2016年06月24日〜7月23日 プリプロ・レコーディング

——つらかったことや苦労したことはありますか?
矢:曲に関する全部。
船:レコーディング?
神:そのすべてだよね。
矢:レコーディングは大変だったけど、貴重な体験でした。
——乗り越えたからこそ得られた感じがしますね。
矢:苦しんで生み出した曲には、愛着が湧くしね。
神:最初のバージョンから比較すると、『OverTime』はかなり変わっちゃっているけど、『フラッシュバック』は多少原型が残されてる。残されているって言い方は変かもしれないけど、聴き比べてみるとこんなふうになるんだなって思うよね。
矢:プロデューサーが入ると全然違うよね。メンバー以外の意見が普段はそんなに入らないからね。
神:そもそも最初は学生からの提案で『OverTime』をA面にするという話だったんだよね。でも途中から『フラッシュバック』の方がいいんじゃないかってメンバーの中で話が上がって。とりあえず学生に「言うだけ言ってみよう」って思っていたら、ちょうど同じタイミングで「相談があります」って言われて。全然違うところで、同じことを考えていたのがおもしろかった。

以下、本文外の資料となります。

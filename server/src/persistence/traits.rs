//! Async repository trait definitions for the persistence layer.
//!
//! Methods return `impl Future + Send` rather than using `async fn` so that
//! the futures are guaranteed `Send`, which `tokio::spawn` requires of the
//! game actors and background jobs built on them.

use std::future::Future;

use super::PersistenceError;
use crate::game::{ChessGame, GameId, GameStatus};
use crate::player::{NewPlayer, Player, PlayerId};

/// Repository for players.
///
/// Display names are unique across all player kinds.
pub trait PlayerRepository: Send + Sync {
    fn find_player(
        &self,
        id: PlayerId,
    ) -> impl Future<Output = Result<Option<Player>, PersistenceError>> + Send;
    fn find_by_display_name(
        &self,
        name: &str,
    ) -> impl Future<Output = Result<Option<Player>, PersistenceError>> + Send;
    /// Store a new player. A taken name fails with [`PersistenceError::Conflict`].
    fn save_player(
        &self,
        player: &NewPlayer,
    ) -> impl Future<Output = Result<Player, PersistenceError>> + Send;
    /// Insert an external player unless the name is taken. Returns the new
    /// player, or `None` when a player with that name already exists.
    fn insert_external_if_absent(
        &self,
        name: &str,
    ) -> impl Future<Output = Result<Option<Player>, PersistenceError>> + Send;
    fn count_players(&self) -> impl Future<Output = Result<u64, PersistenceError>> + Send;
}

/// Repository for games with their move lists.
///
/// Implementations must store moves atomically with the game row.
pub trait GameRepository: Send + Sync {
    fn find_game(
        &self,
        id: GameId,
    ) -> impl Future<Output = Result<Option<ChessGame>, PersistenceError>> + Send;
    /// Insert a game without an id, or bring a stored one up to date by
    /// appending its new moves and writing its status. Returns the game with
    /// its id assigned.
    fn save_game(
        &self,
        game: &ChessGame,
    ) -> impl Future<Output = Result<ChessGame, PersistenceError>> + Send;
    fn find_all_by_status(
        &self,
        status: GameStatus,
    ) -> impl Future<Output = Result<Vec<ChessGame>, PersistenceError>> + Send;
    /// Games the player takes part in, newest first. `open` filters to open
    /// (`Some(true)`) or ended (`Some(false)`) games.
    fn find_by_player(
        &self,
        player: PlayerId,
        open: Option<bool>,
    ) -> impl Future<Output = Result<Vec<ChessGame>, PersistenceError>> + Send;
    /// Ids of games that passed through the position, excluding `exclude`.
    fn find_games_containing_position(
        &self,
        position_key: &str,
        exclude: Option<GameId>,
    ) -> impl Future<Output = Result<Vec<GameId>, PersistenceError>> + Send;
    fn count_games(&self) -> impl Future<Output = Result<u64, PersistenceError>> + Send;
}

/// A complete storage backend, selected statically by the services that use it.
pub trait Persistence: Send + Sync + 'static {
    type Players: PlayerRepository;
    type Games: GameRepository;

    fn players(&self) -> &Self::Players;
    fn games(&self) -> &Self::Games;
}
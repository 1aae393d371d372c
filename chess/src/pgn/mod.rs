pub mod parser;
pub mod reader;
pub mod san;

pub use parser::{parse_game, parse_pgn, PgnError, PgnErrorKind, PgnGame, PgnResult};
pub use reader::{PgnReadError, PgnReader, RawRecord, RecordSplitter};
pub use san::{format_san, parse_san, MoveError, MoveErrorReason, San, SanError};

船:『OverTime』がA面になっていたらどうなっていたんだろうね。
矢:うちのバンドにテンポの速い曲とかないからね。
神:むしろなんでそういう話が学生の方から出たのかな。
——最初はインパクトを求めていたので『OverTime』をA面にしようという話だったんです。今までのeLSKETCHERの曲とは、ちょっとイメージの違う曲がA面に来た方がインパクトがあっていいんじゃないかということで。しかし学生の中で、『フラッシュバック』の方が聴いていくうちに曲が入ってきやすくていいよね、という意見が多数出てきたんです。話し合いに発展しましたね。
神:俺たちはなんでその話になったんだろうね。
矢:『フラッシュバック』のほうがいいよねって、なんか急に言い出したよね。
船:てか神さんが言い出したんじゃない?
神:個人的にこういう曲調のほうが好きということもあるけど、並べていった時にありそうでなかった感じがあるし、それこそ『イロトリドリノセカイ』とか『キミと星と群青と』の流れでくると、『フラッシュバック』のイメージがあった。
矢:タイアップを狙って作った曲だからね。
——『フラッシュバック』だからこそ、タイアップが取れたのかと思います。
矢:いやいやみなさんのおかげですよ!!
神:レコーディングの時に、『フラッシュバック』は大丈夫だからって空気があったのが良かったのかも。『OverTime』は、全パート大変だったし、だからこそ『フラッシュバック』は肩の力が抜けた感じが多少あって、それが逆に良かったのかもしれない。実際大変でしたけど。
矢:大変だったよね。
神:でも、結構学生の子たちは『OverTime』のほうが楽しそうに踊ったりしてましたよ。
矢:レコーディングスタジオでね。
神:だからやっぱり『OverTime』なのかなと思ったりもしたけど。『フラッシュバック』は、結構若い人向けにって言ってるけど、僕たちと同じ世代の方々からの評価もいいですよ。
——懐かしい感じがしますよね。
矢:お世話になったラジオのパーソナリティの方に「どの年代の人にも学生時代は必ずあって、その時を思い出す瞬間があるからこそ、どの年代にも受けるじゃないか」って言われましたね。
——それを考えて作っていたんですか?
矢:それは当然だよ!!(笑) 狙ってるから!! 大変だったけど、つらかったことのほうがいい思い出になるよね。
神:学校って場所で、みんなと一緒だったので、ある意味強制力があって、そういうのがあると人間ってやるんだなって思った。これが自分たちバンドだけの活動だったらこんなに考えないよ。
矢:夏休みの宿題も、終わりくらいにならないとやらないからね。